Il presidente della Kabardino-Balkaria ora si chiama semplicemente “capo della repubblica” e non viene neanche eletto, ma nominato direttamente dal Cremlino. Nel 2020 le associazioni degli attivisti locali decisero di scrivere un appello alle autorità in lingua circassa, ciò che ha provocato diversi problemi ai tanti funzionari che non erano in grado di tradurlo. Oggi vengono sempre più spesso emarginati gli studiosi locali di cultura circassa, che suscitano reazioni molto infastidite negli organi statali, anche se non vi sono mai stati pericoli di sommosse o disordini di piazza, come in Daghestan, in Baškortostan o in altre regioni.
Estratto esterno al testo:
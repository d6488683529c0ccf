//! Builder for every cache flavour in the crate.
//!
//! One set of knobs (budget, eviction batch, cost function, hash function,
//! index layout, shard count) and three terminal methods:
//!
//! | Terminal            | Produces                 |
//! |---------------------|--------------------------|
//! | `build()`           | [`LruCache`]             |
//! | `build_concurrent()`| [`ConcurrentLruCache`]   |
//! | `build_sharded()`   | [`ShardedLruCache`]      |
//!
//! Each has a `try_` twin that returns [`ConfigError`] instead of panicking.
//!
//! ## Example
//!
//! ```rust
//! use memlru::builder::CacheBuilder;
//! use memlru::ds::IndexKind;
//!
//! let mut cache = CacheBuilder::<Vec<u8>>::new(1024)
//!     .evict_batch_size(8)
//!     .index(IndexKind::Hashed)
//!     .build();
//! cache.set(b"k", b"hello".to_vec());
//! assert_eq!(cache.get(b"k"), Some(&b"hello".to_vec()));
//!
//! // Values without a `Weigh` impl supply their own cost.
//! let sharded = CacheBuilder::with_cost_fn(64, |_: &[u8], _: &u32| 1)
//!     .shards(4)
//!     .build_sharded();
//! sharded.set(b"n", 7);
//! assert_eq!(sharded.current_cost(), 1);
//! ```

use std::fmt;
use std::sync::Arc;

use tracing::debug;

use crate::ds::key_index::{IndexKind, KeyIndex};
use crate::ds::shard::{HashFn, ShardSelector, default_hash_fn};
use crate::error::ConfigError;
use crate::policy::budget::{CostBudget, CostFn, default_cost};
use crate::policy::lru::{ConcurrentLruCache, LruCache};
use crate::policy::sharded::ShardedLruCache;
use crate::traits::Weigh;

/// Configures and creates caches. See the [module docs](self).
pub struct CacheBuilder<V> {
    max_cost: usize,
    evict_batch_size: usize,
    cost_fn: CostFn<V>,
    hash_fn: HashFn,
    index: IndexKind,
    shards: usize,
}

impl<V: Weigh + 'static> CacheBuilder<V> {
    /// Starts a builder that charges `key.len() + value.weight()` per entry.
    ///
    /// For sharded caches `max_cost` is the total, split evenly per shard.
    pub fn new(max_cost: usize) -> Self {
        Self::with_cost_fn(max_cost, default_cost::<V>)
    }
}

impl<V> CacheBuilder<V> {
    /// Starts a builder with a custom cost function.
    pub fn with_cost_fn(
        max_cost: usize,
        cost_fn: impl Fn(&[u8], &V) -> usize + Send + Sync + 'static,
    ) -> Self {
        Self {
            max_cost,
            evict_batch_size: 1,
            cost_fn: Arc::new(cost_fn),
            hash_fn: default_hash_fn(),
            index: IndexKind::default(),
            shards: 1,
        }
    }

    /// Entries evicted per batch when room is needed. Defaults to 1.
    pub fn evict_batch_size(mut self, evict_batch_size: usize) -> Self {
        self.evict_batch_size = evict_batch_size;
        self
    }

    /// Replaces the cost function.
    pub fn cost_fn(mut self, cost_fn: impl Fn(&[u8], &V) -> usize + Send + Sync + 'static) -> Self {
        self.cost_fn = Arc::new(cost_fn);
        self
    }

    /// Replaces the key hash used by the hashed index and the shard router.
    pub fn hash_fn(mut self, hash_fn: impl Fn(&[u8]) -> u64 + Send + Sync + 'static) -> Self {
        self.hash_fn = Arc::new(hash_fn);
        self
    }

    /// Index layout. Defaults to [`IndexKind::Exact`].
    pub fn index(mut self, index: IndexKind) -> Self {
        self.index = index;
        self
    }

    /// Shard count, used by [`build_sharded`](Self::build_sharded) only.
    /// Defaults to 1.
    pub fn shards(mut self, shards: usize) -> Self {
        self.shards = shards;
        self
    }

    fn assemble<W>(&self, max_cost: usize, cost_fn: CostFn<W>) -> Result<LruCache<W>, ConfigError> {
        let budget = CostBudget::try_new(max_cost, self.evict_batch_size)?;
        let index = KeyIndex::new(self.index, Arc::clone(&self.hash_fn));
        Ok(LruCache::from_parts(budget, cost_fn, index))
    }

    /// # Errors
    ///
    /// Returns [`ConfigError::ZeroMaxCost`] or [`ConfigError::ZeroEvictBatch`].
    pub fn try_build(self) -> Result<LruCache<V>, ConfigError> {
        let cache = self.assemble(self.max_cost, Arc::clone(&self.cost_fn))?;
        debug!(
            max_cost = self.max_cost,
            evict_batch_size = self.evict_batch_size,
            index = ?self.index,
            "built lru cache"
        );
        Ok(cache)
    }

    /// # Panics
    ///
    /// Panics on an invalid configuration; see [`try_build`](Self::try_build).
    pub fn build(self) -> LruCache<V> {
        match self.try_build() {
            Ok(cache) => cache,
            Err(e) => panic!("{}", e),
        }
    }
}

impl<V: 'static> CacheBuilder<V> {
    /// The thread-safe engines store `Arc<V>`; charge them through the
    /// configured cost function.
    fn shared_cost_fn(&self) -> CostFn<Arc<V>> {
        let cost_fn = Arc::clone(&self.cost_fn);
        Arc::new(move |key: &[u8], value: &Arc<V>| cost_fn(key, &**value))
    }

    /// # Errors
    ///
    /// Same as [`try_build`](Self::try_build).
    pub fn try_build_concurrent(self) -> Result<ConcurrentLruCache<V>, ConfigError> {
        let cache = self.assemble(self.max_cost, self.shared_cost_fn())?;
        debug!(
            max_cost = self.max_cost,
            evict_batch_size = self.evict_batch_size,
            index = ?self.index,
            "built concurrent lru cache"
        );
        Ok(ConcurrentLruCache::from_cache(cache))
    }

    /// # Panics
    ///
    /// Panics on an invalid configuration.
    pub fn build_concurrent(self) -> ConcurrentLruCache<V> {
        match self.try_build_concurrent() {
            Ok(cache) => cache,
            Err(e) => panic!("{}", e),
        }
    }

    /// # Errors
    ///
    /// Returns [`ConfigError::ShardCount`] unless the shard count is a
    /// non-zero power of two, [`ConfigError::ZeroMaxCost`] for a zero total,
    /// [`ConfigError::ShardBudget`] if `max_cost / shards` is zero, and
    /// [`ConfigError::ZeroEvictBatch`] for a zero batch size.
    pub fn try_build_sharded(self) -> Result<ShardedLruCache<V>, ConfigError> {
        let selector = ShardSelector::try_with_hash(self.shards, Arc::clone(&self.hash_fn))?;
        if self.max_cost == 0 {
            return Err(ConfigError::ZeroMaxCost);
        }
        let per_shard = self.max_cost / self.shards;
        if per_shard == 0 {
            return Err(ConfigError::ShardBudget {
                total: self.max_cost,
                shards: self.shards,
            });
        }

        let cost_fn = self.shared_cost_fn();
        let shards = (0..self.shards)
            .map(|_| {
                self.assemble(per_shard, Arc::clone(&cost_fn))
                    .map(ConcurrentLruCache::from_cache)
            })
            .collect::<Result<Vec<_>, _>>()?;

        debug!(
            shards = self.shards,
            total_cost = self.max_cost,
            per_shard_cost = per_shard,
            unallocated = self.max_cost % self.shards,
            evict_batch_size = self.evict_batch_size,
            index = ?self.index,
            "built sharded lru cache"
        );
        Ok(ShardedLruCache::from_shards(shards, selector))
    }

    /// # Panics
    ///
    /// Panics on an invalid configuration; see
    /// [`try_build_sharded`](Self::try_build_sharded).
    pub fn build_sharded(self) -> ShardedLruCache<V> {
        match self.try_build_sharded() {
            Ok(cache) => cache,
            Err(e) => panic!("{}", e),
        }
    }
}

impl<V> fmt::Debug for CacheBuilder<V> {
    fn fmt(&self, f: &mut fmt::Formatter<'_>) -> fmt::Result {
        f.debug_struct("CacheBuilder")
            .field("max_cost", &self.max_cost)
            .field("evict_batch_size", &self.evict_batch_size)
            .field("index", &self.index)
            .field("shards", &self.shards)
            .finish_non_exhaustive()
    }
}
Uno dei più eminenti studiosi circassi, il fisico Murat Khokonov, è stato licenziato dall’università pochi mesi fa per aver compiuto un viaggio in Turchia, dove ha incontrato i suoi connazionali della diaspora, che hanno aperto in quel Paese oltre 250 diverse associazioni, organizzate in tre federazioni insieme ad altri esponenti delle etnie caucasiche. La più grande è la Kaffed, che riunisce 56 organizzazioni diverse, e immagina anche un “grande ritorno” dei circassi alle proprie terre originarie, gettando il panico in tutti gli uffici e nelle stanze del potere della Russia.